OSINT Techniques Series: Avoiding the Bugged Website
While industry leaders make great technological advancements to empower secure online research on familiar browsers and Tor, the risk of human error continues to remain the greatest liability to national security organizations. Ntrepid aims to educate users on how to navigate online safely and avoid traps, like a bugged website, set by bad actors. With our OSINT techniques, you can build a custom operational framework for your investigations to bolster security, protect users, and further enable your mission success.
How Criminals Keep Watch
Observing traces of an “intrusion,” or “pursuit,” is one way that a bad actor can watch investigators online. An example of an intrusion or pursuit is performing research, such as passive OSINT research on an individual or network. During passive OSINT, the investigator’s IP address will appear on server logs for visited websites. Controlling your IP address is important, as the IP will contribute to a detectable footprint while you perform online activities. A holistic managed attribution platform provides various internet traffic egress options for this type of control.

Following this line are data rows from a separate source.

//! Turns source text into tokens.
//!
//! Keywords are part of the shape of the language’s grammar, so the parser
//! often has code like, “If the next token is `while` then do . . . ” That
//! means the parser wants to know not just that it has a lexeme for some
//! identifier, but that it has a reserved word, and which keyword it is. So at
//! the point that we recognize a lexeme, we also remember which kind of lexeme
//! it represents.
//!
//! Literal tokens carry the value the scanner already computed while walking
//! the literal's characters: numbers as `f64`, strings with their escapes
//! resolved.
//!
//! We can’t easily detect a `reserved word` until we’ve reached the end of what
//! might instead be an identifier, this is `maximal munch`.
mod token;

use std::{borrow::Cow, iter::Peekable, str::CharIndices};

use TokenType::*;
use anyhow::Context;
pub use token::*;

use crate::{LoxError, ScanError, ScanErrorType, ScannerError};

/// A scanner for source code
pub struct Scanner<'a> {
	/// User input source code
	source:       &'a str,
	/// User input source code iterator
	source_iter:  Peekable<CharIndices<'a>>,
	/// Points at the beginning of the current lexeme
	start:        usize,
	/// Points past the character last consumed
	cursor:       usize,
	/// Line of the next character, starting at 1.
	line:         usize,
	/// Column of the next character, starting at 1.
	column:       usize,
	/// Where the current lexeme starts, for tokens and errors.
	start_line:   usize,
	start_column: usize,
}

impl<'a> Scanner<'a> {
	pub fn new(source: &'a str) -> Self {
		let source_iter = source.char_indices().peekable();

		Self { source, source_iter, start: 0, cursor: 0, line: 1, column: 1, start_line: 1, start_column: 1 }
	}

	/// Scan all tokens from the source code.
	///
	/// Every scan error is collected; the pass goes on after each one so a
	/// single run reports all of them.
	#[tracing::instrument(level = "debug", skip_all)]
	pub fn scan_tokens(mut self) -> Result<Vec<Token<'a>>, LoxError> {
		let mut tokens = Vec::new();
		let mut errors = Vec::new();
		while let Some(&(index, _)) = self.source_iter.peek() {
			// We are at the beginning of the next lexeme.
			self.start = index;
			self.cursor = self.start;
			self.start_line = self.line;
			self.start_column = self.column;
			match self.scan_token(&mut tokens) {
				Err(ScannerError::ScanError(e)) => {
					tracing::trace!(error = %e, "scan error");
					errors.push(e);
				}
				Err(ScannerError::InternalError(e)) => {
					return Err(e.into());
				}
				Ok(_) => {}
			}
		}
		if !errors.is_empty() {
			tracing::debug!(count = errors.len(), "scanning failed");
			return Err(LoxError::ScannerErrors(errors));
		}
		tokens.push(Token::new(Eof, "", self.line, self.column));
		tracing::debug!(count = tokens.len(), "scanned tokens");
		Ok(tokens)
	}

	/// Scan a single token from the source code
	fn scan_token(&mut self, tokens: &mut Vec<Token<'a>>) -> Result<(), ScannerError> {
		let next_char = self.advance().context("Unexpected EOF")?;
		#[rustfmt::skip]
		let r#type = match next_char {
			'(' => LeftParen,
			')' => RightParen,
			'{' => LeftBrace,
			'}' => RightBrace,
			',' => Comma,
			'.' => Dot,
			'-' => Minus,
			'+' => Plus,
			';' => Semicolon,
			'*' => Star,
			'!' => if self.match_next('=') { BangEqual } else { Bang },
			'=' => if self.match_next('=') { EqualEqual } else { Equal },
			'<' => if self.match_next('=') { LessEqual } else { Less },
			'>' => if self.match_next('=') { GreaterEqual } else { Greater },
			'/' => if self.match_next('/') {
				while self.peek().is_some_and(|c| c != '\n') { self.advance(); }
				Comment
			} else if self.match_next('*') {
				self.block_comment()?
			} else { Slash },
			' ' | '\r' | '\t' => EmptyChar,
			'\n' => NewLine,
			'"' => self.string()?,
			c if c.is_ascii_digit() => self.number()?,
			c if c.is_ascii_alphabetic() || c == '_' => self.identifier(),
			_ => return Err(self.error(ScanErrorType::UnexpectedCharacter(next_char))),
		};

		if !r#type.is_ignored() {
			let lexeme = &self.source[self.start..self.cursor];
			tokens.push(Token::new(r#type, lexeme, self.start_line, self.start_column));
		}

		Ok(())
	}

	/// An error located at the start of the current lexeme
	fn error(&self, r#type: ScanErrorType) -> ScannerError {
		ScanError::new(self.start_line, self.start_column, r#type).into()
	}

	/// Match the next character if it is the expected one
	fn match_next(&mut self, expected: char) -> bool {
		matches!(self.peek(), Some(c) if c == expected && { self.advance(); true })
	}

	/// Advance to the next character, keeping line and column in step
	fn advance(&mut self) -> Option<char> {
		let (i, c) = self.source_iter.next()?;
		self.cursor = i + c.len_utf8();
		if c == '\n' {
			self.line += 1;
			self.column = 1;
		} else {
			self.column += 1;
		}
		Some(c)
	}

	/// Peek the current character
	fn peek(&mut self) -> Option<char> { self.source_iter.peek().map(|&(_, c)| c) }

	/// Peek the second character ahead
	fn peek_second(&mut self) -> Option<char> {
		let mut it = self.source_iter.clone();
		it.next()?;
		it.peek().map(|&(_, c)| c)
	}

	/// Skip a `/* ... */` comment, the opening already consumed
	fn block_comment(&mut self) -> Result<TokenType<'a>, ScannerError> {
		while let Some(c) = self.peek() {
			if c == '*' && self.peek_second().is_some_and(|c| c == '/') {
				self.advance(); // consume '*'
				self.advance(); // consume '/'
				return Ok(Comment);
			}
			self.advance();
		}
		Err(self.error(ScanErrorType::UnterminatedBlockComment))
	}

	/// Scan a string literal.
	///
	/// Strings without escapes borrow the source; the first `\` switches to an
	/// owned buffer. A bad escape is reported only after the closing quote so
	/// scanning resumes behind the whole literal.
	fn string(&mut self) -> Result<TokenType<'a>, ScannerError> {
		let mut unescaped: Option<String> = None;
		let mut segment_start = self.start + 1;
		let mut invalid_escape = None;
		loop {
			match self.peek() {
				None => return Err(self.error(ScanErrorType::UnterminatedString)),
				Some('"') => break,
				Some('\\') => {
					let buffer = unescaped.get_or_insert_with(String::new);
					buffer.push_str(&self.source[segment_start..self.cursor]);
					let (line, column) = (self.line, self.column);
					self.advance(); // consume '\'
					let Some(escaped) = self.advance() else {
						return Err(self.error(ScanErrorType::UnterminatedString));
					};
					match unescape(escaped) {
						Some(c) => buffer.push(c),
						None => {
							invalid_escape.get_or_insert(ScanError::new(line, column, ScanErrorType::InvalidEscape(escaped)));
						}
					}
					segment_start = self.cursor;
				}
				Some(_) => {
					self.advance();
				}
			}
		}

		let closing = self.cursor;
		self.advance(); // The closing "
		if let Some(error) = invalid_escape {
			return Err(error.into());
		}
		let value = match unescaped {
			Some(mut buffer) => {
				buffer.push_str(&self.source[segment_start..closing]);
				Cow::Owned(buffer)
			}
			None => Cow::Borrowed(&self.source[self.start + 1..closing]),
		};
		Ok(StringLiteral(value))
	}

	/// Scan a number literal
	fn number(&mut self) -> Result<TokenType<'a>, ScannerError> {
		while self.peek().is_some_and(|c| c.is_ascii_digit()) {
			self.advance();
		}

		// Look for a fractional part.
		if self.peek() == Some('.') && self.peek_second().is_some_and(|c| c.is_ascii_digit()) {
			self.advance(); // consume '.'
			while self.peek().is_some_and(|c| c.is_ascii_digit()) {
				self.advance();
			}
		}

		let s = &self.source[self.start..self.cursor];
		Ok(NumberLiteral(s.parse().context("Failed to parse number literal")?))
	}

	/// Scan an identifier or keyword
	fn identifier(&mut self) -> TokenType<'a> {
		while self.peek().is_some_and(|c| c.is_ascii_alphanumeric() || c == '_') {
			self.advance();
		}
		let text = &self.source[self.start..self.cursor];
		TokenType::keyword_or_identifier(text)
	}
}

fn unescape(c: char) -> Option<char> {
	Some(match c {
		'n' => '\n',
		't' => '\t',
		'r' => '\r',
		'0' => '\0',
		'\\' => '\\',
		'"' => '"',
		_ => return None,
	})
}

Be Aware of the Bugged Website
Bad actors will sometimes set up a bugged website to observe who accesses it. To bug a website, they will purposefully make the website hard to find, block it from Google indexing, and make the link only available through a single source, such as a social media profile. By strategically creating this website and restricting knowledge that it exists, like setting a mousetrap, bad actors can observe traces of an intrusion or watch the investigator. As a result, the site creator will become aware of any visitor that is performing deep research against the individual. Once the website is accessed, the IP address of the visitor will be viewable by the website’s creator.
An alternative method to restricting knowledge of a bugged website is to distribute the URL offline. Since there are no search engine links to the website, any visitor must have prior knowledge that it exists, thus attributing the visits and IP addresses to real-world identities. This is a well-known method for finding the leak in an organization or network.
By understanding the concept that underpins a bugged website, an investigator can realize the importance of both a managed attribution platform and advanced OSINT training.
Google Cache for Passive OSINT
One way to avoid leaving behind a digital footprint is by clicking on the cache view of a website in the search results of Google. Simply click on the three vertical dots beside the listing, and then click ”cache” at the bottom of the pop-up window. This link will lead you to the Google server version of a website, instead of the actual website. (The cached view is what the website looked like the last time Google indexed it.) By navigating this way, you can hide behind Google’s server, rather than revealing your IP address to the actual website’s server log. However, it’s important to remember that although you’re hiding behind Google, you aren’t invisible. Additionally, cached websites are limited to snapshots and aren’t necessarily representative of an entire website.
OSINT is an ever-changing landscape, and bad actors are developing creative ways to bypass the technological advancements of industry leaders. Stay attuned to these theoretical concepts as you navigate the web.